Extracellular polymeric substances mediate bioleaching/biocorrosion via interfacial processes involving iron(III) ions and acidophilic bacteria.
In: Research in microbiology (Res.Microbiol.), Jg. 157 (2006) ; Nr. 1, S. 49-56
Zeitschriftenaufsatz / Fach: Chemie
Extracellular polymeric substances seem to play a pivotal role in biocorrosion of metals and bioleaching, biocorrosion of metal sulfides for the winning of precious metals as well as acid rock drainage. For better control of both processes, the structure and function of extracellular polymeric substances of corrosion-causing or leaching bacteria are of crucial importance. Research focused on the extremophilic bacteria Acidithiobacillus ferrooxidans and Leptospirillum ferrooxidans, because of the simplicity and knowledge about the interactions of these bacteria with their substrate and environment. For this purpose, the compn. of the corresponding extracellular polymeric substances and their functions were analyzed. The extracellular polymeric substances of both species consist mainly of neutral sugars and lipids. The functions of the exopolymers seem to be (1) to mediate attachment to a metal sulfide surface (2) to conc. iron(III) ions by complexation through uronic acids or other residues at the mineral surface and allow an oxidative attack on the sulfide.

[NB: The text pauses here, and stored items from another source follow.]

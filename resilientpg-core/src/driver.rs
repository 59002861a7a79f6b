//! The seam between the core and the low-level wire driver.
//!
//! Frame encoding, authentication, and SSL handshaking are explicitly out of
//! scope here: this module assumes a driver exposing `connect`, `execute`,
//! `close`, an error/end signal, and (for notification mode) an inbound
//! notification signal carrying `(channel, payload)`. The only
//! implementation shipped wraps [`tokio_postgres`]; the trait exists so the
//! Supervisor/executors aren't hard-wired to its types.

use std::future::Future;
use std::sync::Arc;

use tokio::sync::mpsc;
use tokio_postgres::types::ToSql;
use tokio_postgres::AsyncMessage;

use crate::error::Error;

/// A signal pushed by the spawned driver task for the Supervisor (and, for
/// notifications, the `NotificationManager`) to react to.
#[derive(Debug)]
pub enum DriverSignal {
    /// A `NOTIFY` payload arrived on some channel.
    Notification { channel: String, payload: String },
    /// The driver task ended with an error; the connection is dead.
    Error(Arc<tokio_postgres::Error>),
    /// The driver task ended cleanly (the peer closed the connection).
    End,
}

/// A single live connection handed out by a [`Driver`].
///
/// Ownership is exclusive to whichever Supervisor created it: executors call
/// `execute`/`batch_execute`, they never `close` it themselves.
pub trait RawConnection: Send + Sync + 'static {
    /// The row type `execute` hands back. Kept abstract rather than fixed to
    /// `tokio_postgres::Row` so the core never needs a live server to
    /// exercise the Supervisor/executor state machines (see
    /// [`testing::FakeConnection`]).
    type Row: Send + 'static;

    /// Runs `sql` with `params`, returning the resulting rows. Used for
    /// both the probe statement and application queries.
    fn execute(
        &self,
        sql: &str,
        params: &[&(dyn ToSql + Sync)],
    ) -> impl Future<Output = Result<Vec<Self::Row>, Error>> + Send + '_;

    /// Runs a statement that returns no rows (`BEGIN`, `COMMIT`, `ROLLBACK`,
    /// `LISTEN "..."`, `UNLISTEN "..."`).
    fn batch_execute(&self, sql: &str) -> impl Future<Output = Result<(), Error>> + Send + '_;

    /// Releases driver-side resources. Only the Supervisor that created this
    /// connection ever calls it. The default no-op suits drivers (like
    /// `tokio_postgres`) that close on drop.
    fn close(&self) -> impl Future<Output = ()> + Send + '_ {
        async {}
    }
}

/// Opens connections and hands back both the connection and the channel the
/// Supervisor should watch for its error/end/notification signal.
pub trait Driver: Send + Sync + 'static {
    type Connection: RawConnection;

    fn connect(
        &self,
    ) -> impl Future<Output = Result<(Self::Connection, mpsc::UnboundedReceiver<DriverSignal>), Error>>
           + Send
           + '_;
}

/// Lets a Supervisor own a `Driver` by `Arc` so test code can keep a handle
/// to it (e.g. [`testing::FakeDriver::inject`]) alongside the Supervisor.
impl<T: Driver> Driver for Arc<T> {
    type Connection = T::Connection;

    async fn connect(&self) -> Result<(T::Connection, mpsc::UnboundedReceiver<DriverSignal>), Error> {
        (**self).connect().await
    }
}

/// The real [`Driver`], backed by `tokio_postgres` over a plaintext socket.
///
/// TLS is deliberately not modeled here beyond accepting any
/// `tokio_postgres::tls::MakeTlsConnect`; callers that need TLS construct
/// `TokioPostgresDriver` with a rustls/native-tls connector instead of
/// `NoTls`.
pub struct TokioPostgresDriver<T> {
    config: tokio_postgres::Config,
    tls: T,
}

impl<T> TokioPostgresDriver<T>
where
    T: tokio_postgres::tls::MakeTlsConnect<tokio_postgres::Socket> + Clone + Send + Sync + 'static,
    T::Stream: Send,
    T::TlsConnect: Send,
    <T::TlsConnect as tokio_postgres::tls::TlsConnect<tokio_postgres::Socket>>::Future: Send,
{
    pub fn new(config: tokio_postgres::Config, tls: T) -> Self {
        Self { config, tls }
    }
}

impl<T> Driver for TokioPostgresDriver<T>
where
    T: tokio_postgres::tls::MakeTlsConnect<tokio_postgres::Socket> + Clone + Send + Sync + 'static,
    T::Stream: Send,
    T::TlsConnect: Send,
    <T::TlsConnect as tokio_postgres::tls::TlsConnect<tokio_postgres::Socket>>::Future: Send,
{
    type Connection = PgConnection;

    async fn connect(&self) -> Result<(PgConnection, mpsc::UnboundedReceiver<DriverSignal>), Error> {
        let (client, mut connection) = self.config.connect(self.tls.clone()).await?;

        let (tx, rx) = mpsc::unbounded_channel();
        tokio::spawn(async move {
            loop {
                let message =
                    std::future::poll_fn(|cx| connection.poll_message(cx)).await;

                match message {
                    Some(Ok(AsyncMessage::Notification(n))) => {
                        let _ = tx.send(DriverSignal::Notification {
                            channel: n.channel().to_owned(),
                            payload: n.payload().to_owned(),
                        });
                    }
                    Some(Ok(_)) => {
                        // AsyncMessage is `#[non_exhaustive]`; notices and
                        // any future variants are not acted on here.
                    }
                    Some(Err(err)) => {
                        let _ = tx.send(DriverSignal::Error(Arc::new(err)));
                        break;
                    }
                    None => {
                        let _ = tx.send(DriverSignal::End);
                        break;
                    }
                }
            }
        });

        Ok((PgConnection { client }, rx))
    }
}

/// [`RawConnection`] wrapping a live `tokio_postgres::Client`.
pub struct PgConnection {
    client: tokio_postgres::Client,
}

impl PgConnection {
    /// Escape hatch for code that needs the underlying client directly
    /// (e.g. `LISTEN`/`UNLISTEN`, which have no parameters to bind).
    pub fn client(&self) -> &tokio_postgres::Client {
        &self.client
    }
}

impl RawConnection for PgConnection {
    type Row = tokio_postgres::Row;

    async fn execute(
        &self,
        sql: &str,
        params: &[&(dyn ToSql + Sync)],
    ) -> Result<Vec<tokio_postgres::Row>, Error> {
        Ok(self.client.query(sql, params).await?)
    }

    async fn batch_execute(&self, sql: &str) -> Result<(), Error> {
        Ok(self.client.batch_execute(sql).await?)
    }
}

/// An in-memory [`Driver`]/[`RawConnection`] pair for exercising the
/// Supervisor and executor state machines without a live server. Enabled by
/// the `testing` feature, for unit-testing pool/connection logic in
/// isolation.
#[cfg(any(test, feature = "testing"))]
pub mod testing {
    use super::*;
    use std::collections::VecDeque;
    use std::sync::Mutex;

    /// One queued response for [`FakeConnection::execute`].
    #[derive(Clone)]
    enum Outcome {
        Rows(usize),
        /// A fatal, non-retriable error ([`Error::ProbeFailed`]).
        Error,
        /// A transient error ([`Error::Io`] with a retriable `ErrorKind`),
        /// for exercising executor/reconnect retry paths.
        TransientError,
        Hang,
    }

    /// A [`RawConnection`] whose `execute`/`batch_execute` behavior is
    /// scripted ahead of time: a queue of one-shot [`Outcome`]s, falling
    /// back to a fixed default once the queue is drained.
    pub struct FakeConnection {
        queue: Mutex<VecDeque<Outcome>>,
        default: Outcome,
    }

    /// A row shape with nothing in it: the core never decodes column data,
    /// only counts rows, so there is nothing to fake beyond presence.
    pub struct FakeRow;

    impl FakeConnection {
        pub fn healthy() -> Self {
            Self::with_default(Outcome::Rows(1))
        }

        pub fn empty_rows() -> Self {
            Self::with_default(Outcome::Rows(0))
        }

        pub fn errors() -> Self {
            Self::with_default(Outcome::Error)
        }

        pub fn hangs() -> Self {
            Self::with_default(Outcome::Hang)
        }

        fn with_default(default: Outcome) -> Self {
            Self {
                queue: Mutex::new(VecDeque::new()),
                default,
            }
        }

        /// Queues one successful response ahead of the default.
        pub fn push_rows(&self, count: usize) {
            self.queue.lock().unwrap().push_back(Outcome::Rows(count));
        }

        /// Queues one fatal, non-retriable error response ahead of the default.
        pub fn push_error(&self) {
            self.queue.lock().unwrap().push_back(Outcome::Error);
        }

        /// Queues one transient, retriable error response ahead of the default.
        pub fn push_transient_error(&self) {
            self.queue.lock().unwrap().push_back(Outcome::TransientError);
        }

        fn next(&self) -> Outcome {
            self.queue
                .lock()
                .unwrap()
                .pop_front()
                .unwrap_or_else(|| self.default.clone())
        }
    }

    impl RawConnection for FakeConnection {
        type Row = FakeRow;

        async fn execute(
            &self,
            _sql: &str,
            _params: &[&(dyn ToSql + Sync)],
        ) -> Result<Vec<FakeRow>, Error> {
            match self.next() {
                Outcome::Rows(n) => Ok((0..n).map(|_| FakeRow).collect()),
                Outcome::Error => Err(fake_driver_error()),
                Outcome::TransientError => Err(fake_transient_error()),
                Outcome::Hang => std::future::pending().await,
            }
        }

        async fn batch_execute(&self, _sql: &str) -> Result<(), Error> {
            match self.next() {
                Outcome::Rows(_) => Ok(()),
                Outcome::Error => Err(fake_driver_error()),
                Outcome::TransientError => Err(fake_transient_error()),
                Outcome::Hang => std::future::pending().await,
            }
        }
    }

    fn fake_driver_error() -> Error {
        Error::ProbeFailed("fake connection scripted to fail".into())
    }

    fn fake_transient_error() -> Error {
        Error::Io(std::io::Error::from(std::io::ErrorKind::ConnectionReset).into())
    }

    /// A [`Driver`] that hands out [`FakeConnection`]s, with a scriptable
    /// connect outcome queue mirroring `FakeConnection`'s execute queue.
    /// Keeps the sending half of the most recent connect's signal channel so
    /// tests can [`FakeDriver::inject`] a disconnect/notification signal as
    /// if the background driver task had observed one.
    pub struct FakeDriver {
        connect_queue: Mutex<VecDeque<bool>>,
        make_connection: Box<dyn Fn() -> FakeConnection + Send + Sync>,
        last_signal_tx: Mutex<Option<mpsc::UnboundedSender<DriverSignal>>>,
    }

    impl FakeDriver {
        /// Every connect attempt succeeds, handing out connections built by
        /// `make_connection` (e.g. `FakeConnection::healthy`).
        pub fn always_succeeds(make_connection: impl Fn() -> FakeConnection + Send + Sync + 'static) -> Self {
            Self {
                connect_queue: Mutex::new(VecDeque::new()),
                make_connection: Box::new(make_connection),
                last_signal_tx: Mutex::new(None),
            }
        }

        /// Queues one connect outcome (`true` = succeed, `false` = fail)
        /// ahead of the default (succeed).
        pub fn push_connect_failure(&self) {
            self.connect_queue.lock().unwrap().push_back(false);
        }

        /// Pushes `signal` onto the channel handed back by the most recent
        /// successful `connect()`. Panics if nothing has connected yet.
        pub fn inject(&self, signal: DriverSignal) {
            let guard = self.last_signal_tx.lock().unwrap();
            let tx = guard.as_ref().expect("inject() called before any connect()");
            let _ = tx.send(signal);
        }
    }

    impl Driver for FakeDriver {
        type Connection = FakeConnection;

        async fn connect(
            &self,
        ) -> Result<(FakeConnection, mpsc::UnboundedReceiver<DriverSignal>), Error> {
            let should_succeed = self.connect_queue.lock().unwrap().pop_front().unwrap_or(true);
            if !should_succeed {
                return Err(Error::Io(
                    std::io::Error::from(std::io::ErrorKind::ConnectionRefused).into(),
                ));
            }

            let (tx, rx) = mpsc::unbounded_channel();
            *self.last_signal_tx.lock().unwrap() = Some(tx);
            Ok(((self.make_connection)(), rx))
        }
    }
}
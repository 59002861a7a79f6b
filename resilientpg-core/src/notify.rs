//! `NotificationManager`: durable `LISTEN`/`NOTIFY` subscriptions on top of a
//! single-connection Supervisor. Pooled clients don't get one: a
//! notification session has to be a dedicated connection.

use std::panic::AssertUnwindSafe;
use std::sync::atomic::{AtomicBool, Ordering};
use std::sync::{Arc, Mutex};

use crate::driver::Driver;
use crate::error::{Error, Result};
use crate::supervisor::single::SingleSupervisor;
use crate::supervisor::Supervisor;

/// What a subscriber hears about its channel.
#[derive(Default)]
pub struct Callbacks {
    pub on_connect: Option<Box<dyn Fn() + Send + Sync>>,
    pub on_disconnect: Option<Box<dyn Fn() + Send + Sync>>,
    pub on_data: Option<Box<dyn Fn(NotificationPayload) + Send + Sync>>,
    pub on_error: Option<Box<dyn Fn(Error) + Send + Sync>>,
}

/// A `NOTIFY` payload, parsed as JSON when possible.
pub enum NotificationPayload {
    Json(serde_json::Value),
    Raw(String),
}

struct Subscription {
    callbacks: Arc<Callbacks>,
}

/// See module docs.
pub struct NotificationManager<D: Driver> {
    supervisor: Arc<SingleSupervisor<D>>,
    /// Ordered (insertion order) channel -> subscription mapping.
    subscriptions: Mutex<Vec<(String, Subscription)>>,
    is_shutting_down: AtomicBool,
}

impl<D: Driver> NotificationManager<D> {
    pub fn new(supervisor: Arc<SingleSupervisor<D>>) -> Arc<Self> {
        let manager = Arc::new(Self {
            supervisor,
            subscriptions: Mutex::new(Vec::new()),
            is_shutting_down: AtomicBool::new(false),
        });
        manager.wire_events();
        manager
    }

    fn wire_events(self: &Arc<Self>) {
        let events = self.supervisor.events();

        let on_reconnect = Arc::clone(self);
        events.on_reconnect(move |_reason| {
            let manager = Arc::clone(&on_reconnect);
            tokio::spawn(async move { manager.resubscribe_all().await });
        });

        let on_disconnect = Arc::clone(self);
        events.on_disconnect(move |_reason| {
            on_disconnect.notify_all_disconnected();
        });

        let on_notification = Arc::clone(self);
        events.on_notification(move |channel, payload| {
            on_notification.dispatch(channel, payload);
        });
    }

    /// Rejects if shutting down or already mapped, otherwise issues
    /// `LISTEN "channel"` and invokes `onConnect`.
    pub async fn listen(&self, channel: impl Into<String>, callbacks: Callbacks) -> Result<()> {
        if self.is_shutting_down.load(Ordering::Acquire) {
            return Err(Error::Shutdown);
        }

        let channel = channel.into();
        let callbacks = Arc::new(callbacks);

        {
            let mut subs = self.subscriptions.lock().unwrap();
            if subs.iter().any(|(name, _)| *name == channel) {
                return Err(Error::Validation(format!(
                    "already listening on channel {channel:?}"
                )));
            }
            subs.push((
                channel.clone(),
                Subscription {
                    callbacks: Arc::clone(&callbacks),
                },
            ));
        }

        let handle = self.supervisor.acquire().await?;
        let sql = format!("LISTEN {}", quote_ident(&channel));
        if let Err(err) = handle.batch_execute(&sql).await {
            self.subscriptions
                .lock()
                .unwrap()
                .retain(|(name, _)| *name != channel);
            return Err(err);
        }
        drop(handle);

        invoke0(&callbacks.on_connect);
        Ok(())
    }

    /// Removes the mapping and issues a best-effort `UNLISTEN`.
    pub async fn unlisten(&self, channel: &str) -> Result<()> {
        let callbacks = {
            let mut subs = self.subscriptions.lock().unwrap();
            let index = subs.iter().position(|(name, _)| name == channel);
            match index {
                Some(i) => subs.remove(i).1.callbacks,
                None => {
                    return Err(Error::Validation(format!(
                        "not listening on channel {channel:?}"
                    )))
                }
            }
        };

        let sql = format!("UNLISTEN {}", quote_ident(channel));
        match self.supervisor.acquire().await {
            Ok(handle) => {
                if let Err(err) = handle.batch_execute(&sql).await {
                    tracing::warn!(target: "resilientpg::notify", channel, error = %err, "UNLISTEN failed, swallowing");
                }
            }
            Err(err) => {
                tracing::warn!(target: "resilientpg::notify", channel, error = %err, "UNLISTEN skipped, no handle");
            }
        }

        invoke0(&callbacks.on_disconnect);
        Ok(())
    }

    /// On Supervisor reconnect: re-issues `LISTEN` for every mapping in
    /// iteration order; per-channel failures call `onError` but don't stop
    /// the rest.
    async fn resubscribe_all(&self) {
        let snapshot: Vec<(String, Arc<Callbacks>)> = self
            .subscriptions
            .lock()
            .unwrap()
            .iter()
            .map(|(name, sub)| (name.clone(), Arc::clone(&sub.callbacks)))
            .collect();

        for (channel, callbacks) in snapshot {
            let handle = match self.supervisor.acquire().await {
                Ok(handle) => handle,
                Err(err) => {
                    invoke1(&callbacks.on_error, err);
                    continue;
                }
            };

            let sql = format!("LISTEN {}", quote_ident(&channel));
            match handle.batch_execute(&sql).await {
                Ok(()) => invoke0(&callbacks.on_connect),
                Err(err) => invoke1(&callbacks.on_error, err),
            }
        }
    }

    fn notify_all_disconnected(&self) {
        let snapshot: Vec<Arc<Callbacks>> = self
            .subscriptions
            .lock()
            .unwrap()
            .iter()
            .map(|(_, sub)| Arc::clone(&sub.callbacks))
            .collect();

        for callbacks in snapshot {
            invoke0(&callbacks.on_disconnect);
        }
    }

    /// On Supervisor notification: parses JSON when possible, routes a
    /// panicking `onData` to `onError`.
    fn dispatch(&self, channel: &str, payload: &str) {
        let callbacks = {
            let subs = self.subscriptions.lock().unwrap();
            subs.iter()
                .find(|(name, _)| name == channel)
                .map(|(_, sub)| Arc::clone(&sub.callbacks))
        };
        let Some(callbacks) = callbacks else {
            return;
        };

        let parsed = match serde_json::from_str(payload) {
            Ok(value) => NotificationPayload::Json(value),
            Err(_) => NotificationPayload::Raw(payload.to_owned()),
        };

        let Some(on_data) = callbacks.on_data.as_ref() else {
            return;
        };
        let result = std::panic::catch_unwind(AssertUnwindSafe(|| on_data(parsed)));
        if let Err(panic) = result {
            let message = crate::events::panic_message(&panic);
            invoke1(
                &callbacks.on_error,
                Error::Validation(format!("onData panicked: {message}")),
            );
        }
    }

    /// Flags shutting-down, delegates to the Supervisor, clears the
    /// subscription map.
    pub async fn shutdown(&self) -> Result<()> {
        self.is_shutting_down.store(true, Ordering::Release);
        let result = self.supervisor.shutdown().await;
        self.subscriptions.lock().unwrap().clear();
        result
    }
}

/// Invokes an optional zero-argument callback outside any lock, swallowing
/// any panic so one subscriber can never take down another.
fn invoke0(callback: &Option<impl Fn() + Send + Sync>) {
    let Some(callback) = callback else {
        return;
    };
    let result = std::panic::catch_unwind(AssertUnwindSafe(|| callback()));
    if let Err(panic) = result {
        let message = crate::events::panic_message(&panic);
        tracing::error!(target: "resilientpg::notify", "subscription callback panicked: {message}");
    }
}

/// Same as [`invoke0`], for the single-argument `onError` callback.
fn invoke1<A>(callback: &Option<impl Fn(A) + Send + Sync>, arg: A) {
    let Some(callback) = callback else {
        return;
    };
    let result = std::panic::catch_unwind(AssertUnwindSafe(|| callback(arg)));
    if let Err(panic) = result {
        let message = crate::events::panic_message(&panic);
        tracing::error!(target: "resilientpg::notify", "subscription callback panicked: {message}");
    }
}

/// Double-quotes `name` for use in `LISTEN`/`UNLISTEN`, doubling any
/// embedded quote per Postgres identifier-quoting rules. Channel names are
/// always double-quoted in the emitted SQL to preserve case sensitivity.
fn quote_ident(name: &str) -> String {
    format!("\"{}\"", name.replace('"', "\"\""))
}

#[cfg(test)]
mod tests {
    use std::sync::Mutex as StdMutex;
    use std::time::Duration;

    use tokio::sync::mpsc;

    use crate::driver::testing::{FakeConnection, FakeDriver};

    use super::*;

    #[test]
    fn quoting_doubles_embedded_quotes() {
        assert_eq!(quote_ident("orders"), "\"orders\"");
        assert_eq!(quote_ident("weird\"channel"), "\"weird\"\"channel\"");
    }

    fn recording_callbacks() -> (Callbacks, mpsc::UnboundedReceiver<NotificationPayload>) {
        let (tx, rx) = mpsc::unbounded_channel();
        let callbacks = Callbacks {
            on_data: Some(Box::new(move |payload| {
                let _ = tx.send(payload);
            })),
            ..Default::default()
        };
        (callbacks, rx)
    }

    #[tokio::test]
    async fn a_json_payload_is_parsed_before_reaching_on_data() {
        let driver = FakeDriver::always_succeeds(FakeConnection::healthy);
        let supervisor = SingleSupervisor::connect(driver).await.unwrap();
        let manager = NotificationManager::new(supervisor);
        let (callbacks, mut rx) = recording_callbacks();

        manager.listen("orders", callbacks).await.unwrap();
        manager.dispatch("orders", "{\"id\":1}");

        match rx.recv().await.unwrap() {
            NotificationPayload::Json(value) => assert_eq!(value["id"], 1),
            NotificationPayload::Raw(_) => panic!("expected a parsed JSON payload"),
        }
    }

    #[tokio::test]
    async fn a_non_json_payload_is_delivered_raw() {
        let driver = FakeDriver::always_succeeds(FakeConnection::healthy);
        let supervisor = SingleSupervisor::connect(driver).await.unwrap();
        let manager = NotificationManager::new(supervisor);
        let (callbacks, mut rx) = recording_callbacks();

        manager.listen("orders", callbacks).await.unwrap();
        manager.dispatch("orders", "not json");

        match rx.recv().await.unwrap() {
            NotificationPayload::Raw(s) => assert_eq!(s, "not json"),
            NotificationPayload::Json(_) => panic!("expected a raw payload"),
        }
    }

    #[tokio::test]
    async fn listening_twice_on_the_same_channel_without_unlisten_fails() {
        let driver = FakeDriver::always_succeeds(FakeConnection::healthy);
        let supervisor = SingleSupervisor::connect(driver).await.unwrap();
        let manager = NotificationManager::new(supervisor);

        manager.listen("orders", Callbacks::default()).await.unwrap();
        assert!(manager.listen("orders", Callbacks::default()).await.is_err());
    }

    #[tokio::test]
    async fn unlisten_then_listen_again_succeeds() {
        let driver = FakeDriver::always_succeeds(FakeConnection::healthy);
        let supervisor = SingleSupervisor::connect(driver).await.unwrap();
        let manager = NotificationManager::new(supervisor);

        manager.listen("orders", Callbacks::default()).await.unwrap();
        manager.unlisten("orders").await.unwrap();
        manager.listen("orders", Callbacks::default()).await.unwrap();
    }

    #[tokio::test]
    async fn a_reconnect_re_issues_listen_and_fires_on_connect_again() {
        let driver = Arc::new(FakeDriver::always_succeeds(FakeConnection::healthy));
        let supervisor = SingleSupervisor::connect(Arc::clone(&driver)).await.unwrap();
        let manager = NotificationManager::new(supervisor);

        let connects = Arc::new(StdMutex::new(0usize));
        let (tx, mut fired_twice) = mpsc::unbounded_channel();
        let counted = Arc::clone(&connects);
        let callbacks = Callbacks {
            on_connect: Some(Box::new(move || {
                let mut n = counted.lock().unwrap();
                *n += 1;
                if *n == 2 {
                    let _ = tx.send(());
                }
            })),
            ..Default::default()
        };

        manager.listen("orders", callbacks).await.unwrap();
        assert_eq!(*connects.lock().unwrap(), 1);

        driver.inject(crate::driver::DriverSignal::End);
        tokio::time::timeout(Duration::from_secs(2), fired_twice.recv())
            .await
            .expect("reconnect should re-issue LISTEN before the timeout")
            .expect("channel should not close");
        assert_eq!(*connects.lock().unwrap(), 2);
    }

    #[tokio::test]
    async fn shutdown_rejects_subsequent_listen_calls() {
        let driver = FakeDriver::always_succeeds(FakeConnection::healthy);
        let supervisor = SingleSupervisor::connect(driver).await.unwrap();
        let manager = NotificationManager::new(supervisor);

        manager.shutdown().await.unwrap();
        assert!(manager.listen("orders", Callbacks::default()).await.is_err());
    }
}
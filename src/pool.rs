//! `Pool`: a pooled Supervisor plus its two executors, a query path and a
//! transaction path, both retrying against the same checked-out connections.

use std::sync::Arc;
use std::time::Duration;

use resilientpg_core::config::{ExecutorConfig, PoolConfig};
use resilientpg_core::driver::{Driver, RawConnection, TokioPostgresDriver};
use resilientpg_core::error::{Error, Result};
use resilientpg_core::executor::tx::Statement;
use resilientpg_core::executor::{QueryExecutor, TxExecutor};
use resilientpg_core::supervisor::pool::PoolSupervisor;
use resilientpg_core::supervisor::Metrics;
use tokio_postgres::types::ToSql;
use tokio_postgres::NoTls;

use crate::config::ResilientPgConfig;

type Rows<D> = Vec<<<D as Driver>::Connection as RawConnection>::Row>;

/// See module docs.
pub struct Pool<D: Driver = TokioPostgresDriver<NoTls>> {
    supervisor: Arc<PoolSupervisor<D>>,
    queries: QueryExecutor<Arc<PoolSupervisor<D>>>,
    transactions: TxExecutor<Arc<PoolSupervisor<D>>>,
}

impl Pool<TokioPostgresDriver<NoTls>> {
    pub async fn connect(
        config: ResilientPgConfig,
        pool: PoolConfig,
        executor: ExecutorConfig,
    ) -> Result<Self> {
        config.connect.validate()?;
        let driver = TokioPostgresDriver::new(config.connect.to_tokio_postgres_config(), NoTls);
        let supervisor = PoolSupervisor::connect(driver, pool).await?;
        Ok(Self::from_supervisor(supervisor, executor))
    }
}

impl<D: Driver> Pool<D> {
    pub fn from_supervisor(supervisor: Arc<PoolSupervisor<D>>, executor: ExecutorConfig) -> Self {
        Self {
            queries: QueryExecutor::new(Arc::clone(&supervisor), executor),
            transactions: TxExecutor::new(Arc::clone(&supervisor), executor),
            supervisor,
        }
    }

    pub fn metrics(&self) -> Metrics {
        self.supervisor.metrics()
    }

    pub async fn execute(&self, sql: &str, params: &[&(dyn ToSql + Sync)]) -> Result<Rows<D>> {
        self.queries.execute(sql, params).await
    }

    pub async fn transaction(&self, statements: &[Statement<'_>]) -> Result<Vec<Rows<D>>> {
        self.transactions.execute(statements).await
    }

    pub async fn shutdown(&self) -> Result<()> {
        self.shutdown_with_timeout(Duration::from_secs(30)).await
    }

    pub async fn shutdown_with_timeout(&self, timeout: Duration) -> Result<()> {
        let mut failures = Vec::new();

        if let Err(err) = self.queries.shutdown_with_timeout(timeout).await {
            failures.push(err);
        }
        if let Err(err) = self.transactions.shutdown_with_timeout(timeout).await {
            failures.push(err);
        }
        if let Err(err) = self.supervisor.shutdown().await {
            failures.push(err);
        }

        if failures.is_empty() {
            Ok(())
        } else {
            Err(Error::Aggregate(failures))
        }
    }
}
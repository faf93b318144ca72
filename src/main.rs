use anyhow::Result;

use sqlite_typegen::Args;
use tracing_subscriber::{fmt, EnvFilter};

fn main() -> Result<()> {
    let env = EnvFilter::try_from_default_env().unwrap_or_else(|_| EnvFilter::new("warn"));
    fmt()
        .with_env_filter(env)
        .with_writer(std::io::stderr)
        .with_target(false)
        .init();

    let paths = Args::from_env().resolve()?;
    sqlite_typegen::generate(&paths)?;
    Ok(())
}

Consequently, dissoln. of the metal sulfide is enhanced and may result in an acceleration of 20-100 fold of the bioleaching process over chem. leaching. Expts. were performed to elucidate the importance of the iron(III) ions complexed by extracellular polymeric substances for strain-specific differences in the oxidative activity for pyrite. Strains of A. ferrooxidans with a large amt. of iron(III) ions in their extracellular polymeric substances possess greater oxidn. activity than those with fewer iron(III) ions. These data provide insight into the function of and consequently the advantages that extracellular polymeric substances provide to bacteria. The role of extracellular polymeric substances for attachment under the conditions of a space station and resulting effects like biofouling, biocorrosion and malodorous gases is discussed.